Embrace the Departure
Whatever or whomever it is you're grieving, understand that grief is part of the journey of meaning. If something or someone meant something to you, grief is a symptom/sign of that meaning. It is not to be avoided. And the departure of someone or something that meant so much to us naturally leaves us in a state of longing and emptiness. In time, though, the rhythms of life will fill your cup again. Embrace the departure of whatever/whomever you loved- it is part of the cycles of life here on our planet, and know that the disappearnce of who or what you loved doesn't mean that they/it are gone; only that you can no longer see them with your eyes. Hearts always tell love stories, and death has little bearing on those.
Understand that Grief is a Journey
Grief isn't a place to live.

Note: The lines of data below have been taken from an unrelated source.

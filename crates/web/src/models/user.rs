//! User account model.

use chrono::{DateTime, Utc};

use freightline_core::{Email, Role, UserId};

/// A registered account.
///
/// Password hashes live in a sibling table and never appear on this type.
#[derive(Debug, Clone)]
pub struct User {
    pub id: UserId,
    pub email: Email,
    pub name: Option<String>,
    pub role: Role,
    pub created_at: DateTime<Utc>,
}
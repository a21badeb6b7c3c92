//! Demo data seeding command.

use chrono::{Datelike, Duration, Utc};
use rand::Rng;
use rand::seq::IndexedRandom;

use freightline_core::TrackingStatus;
use freightline_web::db::ShipmentRepository;

use super::{CommandError, connect};

const PORTS: &[&str] = &[
    "Rotterdam",
    "Hamburg",
    "Singapore",
    "Shanghai",
    "Felixstowe",
    "Antwerp",
    "Gdansk",
    "Valencia",
    "Piraeus",
    "Busan",
];

/// Tracking progressions a seeded shipment can be at.
const PROGRESSIONS: &[&[TrackingStatus]] = &[
    &[TrackingStatus::Created],
    &[TrackingStatus::Created, TrackingStatus::PickedUp],
    &[
        TrackingStatus::Created,
        TrackingStatus::PickedUp,
        TrackingStatus::InTransit,
    ],
    &[
        TrackingStatus::Created,
        TrackingStatus::PickedUp,
        TrackingStatus::InTransit,
        TrackingStatus::OutForDelivery,
    ],
    &[
        TrackingStatus::Created,
        TrackingStatus::PickedUp,
        TrackingStatus::InTransit,
        TrackingStatus::OutForDelivery,
        TrackingStatus::Delivered,
    ],
];

/// Seed the database with demo shipments.
///
/// # Errors
///
/// Returns `CommandError` if the database is unreachable or an insert fails.
pub async fn run(count: u32) -> Result<(), CommandError> {
    let pool = connect().await?;
    let repo = ShipmentRepository::new(&pool);

    let mut rng = rand::rng();
    let year = Utc::now().year();

    for serial in 0..count {
        let origin = *PORTS.choose(&mut rng).unwrap_or(&"Rotterdam");
        let candidates: Vec<&str> = PORTS.iter().copied().filter(|p| *p != origin).collect();
        let destination = *candidates.choose(&mut rng).unwrap_or(&"Hamburg");

        let reference = format!("FL-{year}-{:04}", 9000 + serial);
        let estimate = rng
            .random_bool(0.7)
            .then(|| Utc::now() + Duration::days(rng.random_range(3..30)));

        let shipment = repo
            .create(&reference, origin, destination, estimate)
            .await?;

        // create() already wrote the initial `created` update
        let progression = PROGRESSIONS
            .choose(&mut rng)
            .copied()
            .unwrap_or(&[TrackingStatus::Created]);
        for status in progression.iter().skip(1) {
            let location = PORTS.choose(&mut rng).copied();
            repo.append_update(shipment.id, *status, location).await?;
        }

        tracing::info!("Seeded {reference}: {origin} -> {destination}");
    }

    tracing::info!("Seeded {count} shipments");
    Ok(())
}
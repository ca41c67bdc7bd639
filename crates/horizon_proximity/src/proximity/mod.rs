//! Proximity coordination for one server.
//!
//! Two independent query populations are maintained:
//!
//! - **Server queries**: coarse queries peers place on this server's region,
//!   evaluated against locally owned entities only.
//! - **Object queries**: per-object perception queries, evaluated against
//!   every entity visible here including replicas.
//!
//! The smallest object query angle is advertised to every peer as part of
//! our own server query, so peers deliver results fine enough for our most
//! demanding object.

pub mod coordinator;
pub mod outbound;
pub mod query;
pub mod state;
pub mod threshold;

pub use coordinator::ProximityCoordinator;
pub use query::{Query, QuerySet, QueryUpdate};
pub use state::{ProximityState, ProximityStats};
pub use threshold::{AngleThreshold, ThresholdChange};
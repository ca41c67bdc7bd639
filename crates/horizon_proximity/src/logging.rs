//! Logging system setup.
//!
//! Installs a tracing-subscriber registry for hosts that do not bring their
//! own. Output is either human-readable or JSON lines.

use crate::config::LoggingConfig;
use tracing::info;
use tracing_subscriber::{fmt, layer::SubscriberExt, util::SubscriberInitExt, EnvFilter};

/// Initializes the global tracing subscriber.
///
/// `RUST_LOG` takes precedence over `config.level`. Returns an error instead
/// of panicking when a global subscriber is already installed, so hosts and
/// tests can call it more than once.
///
/// # Arguments
///
/// * `config` - Log level and whether to emit JSON lines
///
/// # Returns
///
/// `Ok(())` once the subscriber is installed, or the initialization error.
pub fn setup_logging(
    config: &LoggingConfig,
) -> Result<(), Box<dyn std::error::Error + Send + Sync>> {
    let log_level = config.level.as_str();
    let filter = EnvFilter::try_from_default_env().unwrap_or_else(|_| EnvFilter::new(log_level));

    let registry = tracing_subscriber::registry().with(filter);

    if config.json_format {
        registry
            .with(
                fmt::layer()
                    .json()
                    .with_file(false)
                    .with_line_number(false)
                    .with_thread_ids(true)
                    .with_thread_names(true),
            )
            .try_init()?;
    } else {
        registry
            .with(
                fmt::layer()
                    .with_ansi(true)
                    .with_file(false)
                    .with_line_number(false)
                    .with_thread_ids(true)
                    .with_thread_names(true),
            )
            .try_init()?;
    }

    info!("🔧 Proximity logging initialized with level: {}", log_level);
    Ok(())
}

#[cfg(test)]
mod tests {
    use super::*;

    #[test]
    fn test_second_setup_fails_gracefully() {
        let config = LoggingConfig::default();
        let first = setup_logging(&config);
        let second = setup_logging(&config);
        // Other tests may have installed a subscriber first; either way the
        // repeated call must not panic and must report an error.
        assert!(first.is_ok() || second.is_err());
        assert!(second.is_err());
    }
}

It is a journey. And no one - not even grief experts - can tell you have to walk your path. That is your story, and it is up to you to write it. It's okay if some days you feel great - don't feel guilty about that. It's also okay if other days you feel like you're sinking. Don't feel guilty about that, either. Know that one day at some point in your journey, it won't hurt as much. You'll still grieve; but the sadness will have been replaced by a nostalgic remembrance that brings smiles to your face or even laughter to your heart. Your timeline has been forvever irrevocably altered by this event, ande it's okay to acknowledge its impact.
Yes, the initial visits from grief hurt quite a bit. For some, these visits are much longer than for others. But there is no set timeline for grief. It has no horizon. It doesn't leave you - but it does change, and eventually it will no longer be a sharp blade that cuts at you, but instead it will be a warm embrace that comforts you along your journey.
Sit with it for a while.
Life will be different, for sure. But it will still be good.